Almost forty years ago, in 1984, Belgian psychologist Jozef Nuttin (1933-2014) reported that people particularly liked letters that appear in their names. He coined the term Name-Letter Effect (NLE) to describe this preference and argued that it was an indicator of self-attachment. Nuttin’s conjecture emerged from an “Aha!” experience he had while driving on the highway. It occurred to him that the license plates of some passing cars gave him a pleasant feeling. Wondering why this might happen, he noticed that these plates contained some letters in his name. He speculated that people prefer stimuli that are associated with the self, no matter how trivially.
In his lab at the Katholieke Universiteit Leuven, Nuttin designed experiments to test the hypothesis that people place a higher value on letters that feature in their name.

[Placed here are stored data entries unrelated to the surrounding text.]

//! Ports to the collaborators the scheduling core depends on.
//!
//! Storage and notification delivery live outside the core. Adapters for
//! these traits are in `services::memory`, `services::database`,
//! `services::availability_store` and `client`.

use async_trait::async_trait;
use chrono::NaiveDate;

use crate::error::{NotificationError, SchedulingResult};
use crate::models::availability::{find_day, DayAvailability, TrainerAvailability, Weekday};
use crate::models::booking::{Booking, BookingStatus, Role};
use crate::models::reschedule::{RescheduleRequest, RescheduleStatus};

/// Read access to trainers' recurring weekly schedules.
#[cfg_attr(test, mockall::automock)]
#[async_trait]
pub trait AvailabilityStore: Send + Sync {
    /// The trainer's whole week as read from a single storage location.
    async fn get_week_availability(
        &self,
        trainer_id: &str,
    ) -> SchedulingResult<Option<TrainerAvailability>>;

    async fn get_day_availability(
        &self,
        trainer_id: &str,
        weekday: Weekday,
    ) -> SchedulingResult<Option<DayAvailability>> {
        Ok(self
            .get_week_availability(trainer_id)
            .await?
            .and_then(|week| find_day(&week.availability, weekday).cloned()))
    }

    /// IANA zone the trainer's wall-clock windows are expressed in, if known.
    async fn trainer_timezone(&self, trainer_id: &str) -> SchedulingResult<Option<String>> {
        Ok(self
            .get_week_availability(trainer_id)
            .await?
            .and_then(|week| week.timezone))
    }
}

/// One persisted location of trainer availability documents.
#[cfg_attr(test, mockall::automock)]
#[async_trait]
pub trait AvailabilitySource: Send + Sync {
    fn name(&self) -> &str;

    async fn load_week(&self, trainer_id: &str) -> SchedulingResult<Option<TrainerAvailability>>;
}

#[cfg_attr(test, mockall::automock)]
#[async_trait]
pub trait BookingStore: Send + Sync {
    async fn get(&self, booking_id: &str) -> SchedulingResult<Option<Booking>>;

    async fn put(&self, booking: &Booking) -> SchedulingResult<()>;

    /// Fails with `BookingNotFound` when no booking has this id.
    async fn update_status(&self, booking_id: &str, status: BookingStatus) -> SchedulingResult<()>;

    /// Bookings of `trainer_id`, in any status, whose start could fall on
    /// `date` in some timezone: everything starting inside
    /// `time_conversion::date_window_utc(date)`. Callers narrow the result
    /// to the zone they care about.
    async fn query_by_trainer_and_date(
        &self,
        trainer_id: &str,
        date: NaiveDate,
    ) -> SchedulingResult<Vec<Booking>>;

    /// Bookings where `user_id` is the trainer or the client, per `role`.
    async fn query_by_user(&self, user_id: &str, role: Role) -> SchedulingResult<Vec<Booking>>;
}

#[cfg_attr(test, mockall::automock)]
#[async_trait]
pub trait RescheduleStore: Send + Sync {
    async fn get(&self, id: &str) -> SchedulingResult<Option<RescheduleRequest>>;

    async fn put(&self, request: &RescheduleRequest) -> SchedulingResult<()>;

    /// Fails with `RescheduleNotFound` when no request has this id.
    async fn update_status(&self, id: &str, status: RescheduleStatus) -> SchedulingResult<()>;
}

#[cfg_attr(test, mockall::automock)]
#[async_trait]
pub trait CalendarNotifier: Send + Sync {
    async fn create_session_event(&self, booking: &Booking) -> Result<(), NotificationError>;
}

#[cfg_attr(test, mockall::automock)]
#[async_trait]
pub trait ChatNotifier: Send + Sync {
    async fn send_system_message(
        &self,
        chat_id: &str,
        sender_id: &str,
        text: &str,
    ) -> Result<(), NotificationError>;
}
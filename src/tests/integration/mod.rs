#[path = "api_test.rs"]
mod api_test;

#[path = "workflow_test.rs"]
mod workflow_test;
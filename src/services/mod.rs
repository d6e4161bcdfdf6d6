pub mod availability;
pub mod availability_store;
pub mod booking;
pub mod database;
pub mod memory;
pub mod notifications;
pub mod reschedule;
pub mod slot_resolver;
pub mod time_conversion;
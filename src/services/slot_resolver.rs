use chrono::{Datelike, NaiveDate};
use futures::future::join_all;
use std::collections::HashSet;
use std::sync::Arc;
use tracing::{debug, info, warn};

use crate::error::SchedulingResult;
use crate::models::availability::{find_day, TimeSlot, Weekday};
use crate::models::booking::Booking;
use crate::ports::{AvailabilityStore, BookingStore};
use crate::services::availability::generate_slots;
use crate::services::time_conversion::{format_for_display, local_date, DisplayFormat};

/// Computes a trainer's bookable slots for a date, flagging the taken ones.
///
/// This is a read-only query. The free/booked answer is advisory: two
/// clients reading the same free slot can both go on to book it, as nothing
/// here reserves anything.
pub struct SlotAvailabilityResolver {
    availability: Arc<dyn AvailabilityStore>,
    bookings: Arc<dyn BookingStore>,
}

impl SlotAvailabilityResolver {
    pub fn new(availability: Arc<dyn AvailabilityStore>, bookings: Arc<dyn BookingStore>) -> Self {
        Self {
            availability,
            bookings,
        }
    }

    pub async fn resolve(&self, trainer_id: &str, date: NaiveDate) -> SchedulingResult<Vec<TimeSlot>> {
        let weekday = Weekday::from(date.weekday());

        // One read so the day and its timezone come from the same location
        let week = match self
            .availability
            .get_week_availability(trainer_id)
            .await?
        {
            Some(week) => week,
            None => {
                debug!("Trainer {} has no availability on record", trainer_id);
                return Ok(Vec::new());
            }
        };

        let day = match find_day(&week.availability, weekday) {
            Some(day) if day.available => day,
            Some(_) => {
                debug!("Trainer {} is not available on {}", trainer_id, weekday);
                return Ok(Vec::new());
            }
            None => {
                debug!("Trainer {} has no availability for {}", trainer_id, weekday);
                return Ok(Vec::new());
            }
        };

        let mut slots = generate_slots(day)?;
        if slots.is_empty() {
            return Ok(slots);
        }

        let trainer_timezone = week.timezone.as_deref();
        let active: Vec<Booking> = self
            .bookings
            .query_by_trainer_and_date(trainer_id, date)
            .await?
            .into_iter()
            .filter(Booking::is_active)
            .collect();

        let taken: HashSet<String> = active
            .iter()
            .filter_map(|booking| {
                let timezone = trainer_timezone.unwrap_or(&booking.timezone);
                booked_slot_time(booking, timezone, date)
            })
            .collect();

        for slot in &mut slots {
            slot.booked = taken.contains(&slot.time);
        }

        info!(
            "Resolved {} slots for trainer {} on {} ({} booked)",
            slots.len(),
            trainer_id,
            date,
            slots.iter().filter(|slot| slot.booked).count()
        );

        Ok(slots)
    }

    /// Resolve several trainers for the same date concurrently.
    ///
    /// Each trainer gets its own result so one bad schedule does not hide
    /// the others.
    pub async fn resolve_many(
        &self,
        trainer_ids: &[String],
        date: NaiveDate,
    ) -> Vec<(String, SchedulingResult<Vec<TimeSlot>>)> {
        let lookups = trainer_ids.iter().map(|trainer_id| async move {
            (trainer_id.clone(), self.resolve(trainer_id, date).await)
        });
        join_all(lookups).await
    }
}

// Wall-clock start of a booking in `timezone`, if it lands on `date` there
fn booked_slot_time(booking: &Booking, timezone: &str, date: NaiveDate) -> Option<String> {
    match local_date(booking.start_time_utc, timezone) {
        Ok(day) if day == date => {}
        Ok(_) => return None,
        Err(e) => {
            warn!(
                "Skipping booking {} with unusable timezone: {}",
                booking.booking_id, e
            );
            return None;
        }
    }

    format_for_display(booking.start_time_utc, timezone, DisplayFormat::Time).ok()
}
use async_trait::async_trait;
use chrono::NaiveDate;
use csv::{ReaderBuilder, WriterBuilder};
use serde::de::DeserializeOwned;
use serde::Serialize;
use std::fs::{self, File};
use std::path::{Path, PathBuf};
use std::sync::{Arc, Mutex};
use tracing::{debug, error, info};

use crate::error::{SchedulingError, SchedulingResult};
use crate::models::booking::{Booking, BookingStatus, Role};
use crate::models::reschedule::{RescheduleRequest, RescheduleStatus};
use crate::ports::{BookingStore, RescheduleStore};
use crate::services::time_conversion::date_window_utc;

pub const BOOKINGS_FILE: &str = "bookings.csv";
pub const RESCHEDULES_FILE: &str = "reschedules.csv";

fn store_error(context: &str, e: impl std::fmt::Display) -> SchedulingError {
    error!("{}: {}", context, e);
    SchedulingError::StoreUnavailable(format!("{}: {}", context, e))
}

/// A CSV file holding one record type, rewritten in full on every change.
///
/// Records are never deleted, only updated in place, so the file doubles as
/// the history of every booking.
struct CsvTable<T> {
    path: PathBuf,
    file_mutex: Mutex<()>,
    _record: std::marker::PhantomData<fn() -> T>,
}

impl<T: Serialize + DeserializeOwned> CsvTable<T> {
    fn open(path: &Path) -> SchedulingResult<Self> {
        if !path.exists() {
            info!("Creating new database file at {}", path.display());
            if let Some(parent) = path.parent().filter(|p| !p.as_os_str().is_empty()) {
                fs::create_dir_all(parent)
                    .map_err(|e| store_error("Failed to create data directory", e))?;
            }
            File::create(path).map_err(|e| store_error("Failed to create database file", e))?;
        }

        Ok(Self {
            path: path.to_path_buf(),
            file_mutex: Mutex::new(()),
            _record: std::marker::PhantomData,
        })
    }

    fn read_all_unlocked(&self) -> SchedulingResult<Vec<T>> {
        let file = File::open(&self.path)
            .map_err(|e| store_error("Failed to open database file", e))?;
        let mut reader = ReaderBuilder::new().has_headers(true).from_reader(file);

        reader
            .deserialize()
            .map(|record| record.map_err(|e| store_error("Failed to read record", e)))
            .collect()
    }

    fn write_all_unlocked(&self, records: &[T]) -> SchedulingResult<()> {
        let file = File::create(&self.path)
            .map_err(|e| store_error("Failed to open database file for writing", e))?;
        let mut writer = WriterBuilder::new().has_headers(true).from_writer(file);

        for record in records {
            writer
                .serialize(record)
                .map_err(|e| store_error("Failed to write record", e))?;
        }

        writer
            .flush()
            .map_err(|e| store_error("Failed to flush writer", e))
    }

    fn read_all(&self) -> SchedulingResult<Vec<T>> {
        let _lock = self
            .file_mutex
            .lock()
            .map_err(|e| store_error("Failed to acquire mutex", e))?;
        self.read_all_unlocked()
    }

    // Read, change and write back under one lock
    fn modify<R>(&self, change: impl FnOnce(&mut Vec<T>) -> SchedulingResult<R>) -> SchedulingResult<R> {
        let _lock = self
            .file_mutex
            .lock()
            .map_err(|e| store_error("Failed to acquire mutex", e))?;

        let mut records = self.read_all_unlocked()?;
        let result = change(&mut records)?;
        self.write_all_unlocked(&records)?;
        Ok(result)
    }
}

/// Booking store persisted to `bookings.csv`.
pub struct CsvBookingStore {
    table: CsvTable<Booking>,
}

impl CsvBookingStore {
    pub fn new(path: &Path) -> SchedulingResult<Self> {
        Ok(Self {
            table: CsvTable::open(path)?,
        })
    }

    pub fn all(&self) -> SchedulingResult<Vec<Booking>> {
        self.table.read_all()
    }
}

#[async_trait]
impl BookingStore for CsvBookingStore {
    async fn get(&self, booking_id: &str) -> SchedulingResult<Option<Booking>> {
        Ok(self
            .table
            .read_all()?
            .into_iter()
            .find(|b| b.booking_id == booking_id))
    }

    async fn put(&self, booking: &Booking) -> SchedulingResult<()> {
        self.table.modify(|records| {
            match records.iter_mut().find(|b| b.booking_id == booking.booking_id) {
                Some(existing) => *existing = booking.clone(),
                None => records.push(booking.clone()),
            }
            Ok(())
        })?;
        debug!("Wrote booking {} to {}", booking.booking_id, self.table.path.display());
        Ok(())
    }

    async fn update_status(&self, booking_id: &str, status: BookingStatus) -> SchedulingResult<()> {
        self.table.modify(|records| {
            let booking = records
                .iter_mut()
                .find(|b| b.booking_id == booking_id)
                .ok_or_else(|| SchedulingError::BookingNotFound(booking_id.to_string()))?;
            booking.status = status;
            Ok(())
        })?;
        info!("Marked booking {} as {}", booking_id, status);
        Ok(())
    }

    async fn query_by_trainer_and_date(
        &self,
        trainer_id: &str,
        date: NaiveDate,
    ) -> SchedulingResult<Vec<Booking>> {
        let (from, to) = date_window_utc(date);
        Ok(self
            .table
            .read_all()?
            .into_iter()
            .filter(|b| {
                b.trainer_id == trainer_id && b.start_time_utc >= from && b.start_time_utc < to
            })
            .collect())
    }

    async fn query_by_user(&self, user_id: &str, role: Role) -> SchedulingResult<Vec<Booking>> {
        Ok(self
            .table
            .read_all()?
            .into_iter()
            .filter(|b| b.party_id(role) == user_id)
            .collect())
    }
}

/// Reschedule request store persisted to `reschedules.csv`.
pub struct CsvRescheduleStore {
    table: CsvTable<RescheduleRequest>,
}

impl CsvRescheduleStore {
    pub fn new(path: &Path) -> SchedulingResult<Self> {
        Ok(Self {
            table: CsvTable::open(path)?,
        })
    }
}

#[async_trait]
impl RescheduleStore for CsvRescheduleStore {
    async fn get(&self, id: &str) -> SchedulingResult<Option<RescheduleRequest>> {
        Ok(self.table.read_all()?.into_iter().find(|r| r.id == id))
    }

    async fn put(&self, request: &RescheduleRequest) -> SchedulingResult<()> {
        self.table.modify(|records| {
            match records.iter_mut().find(|r| r.id == request.id) {
                Some(existing) => *existing = request.clone(),
                None => records.push(request.clone()),
            }
            Ok(())
        })
    }

    async fn update_status(&self, id: &str, status: RescheduleStatus) -> SchedulingResult<()> {
        self.table.modify(|records| {
            let request = records
                .iter_mut()
                .find(|r| r.id == id)
                .ok_or_else(|| SchedulingError::RescheduleNotFound(id.to_string()))?;
            request.status = status;
            Ok(())
        })?;
        info!("Marked reschedule {} as {}", id, status);
        Ok(())
    }
}

/// Open both CSV-backed stores inside `data_dir`.
pub fn create_database_stores(
    data_dir: &Path,
) -> SchedulingResult<(Arc<CsvBookingStore>, Arc<CsvRescheduleStore>)> {
    let bookings = CsvBookingStore::new(&data_dir.join(BOOKINGS_FILE))?;
    let reschedules = CsvRescheduleStore::new(&data_dir.join(RESCHEDULES_FILE))?;
    info!("Database stores initialized in {}", data_dir.display());
    Ok((Arc::new(bookings), Arc::new(reschedules)))
}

For instance, he created a yoked control design in which two subjects evaluated the same letters separately. Some of the letters belonged to one subject's name, and some of the letters belonged to the other subject's name, while some were random. In this design, any difference in preference between subjects would have to be based on whether the letter occurred in their name.
The name-letter effect has been replicated in dozens of studies up today, involving subjects from over 15 countries, using four different alphabets. It holds across age and gender. People who changed their names many years ago tend to prefer the letters of both their current and original names over non-name letters. The effect is most prominent for initials, but even when initials are excluded, the remaining letters of both given and family names still tend to be preferred over non-name letters.
Most people like themselves; the name is associated with the self, and hence the letters of the name are preferred, even though they appear in many other words. People who do not like themselves tend not to exhibit the name-letter effect. Alternative explanations for the name-letter effect, such as frequent exposure and early mastery, have been ruled out. In psychological assessments, the Name Letter Preference Task is widely used to estimate implicit self-esteem.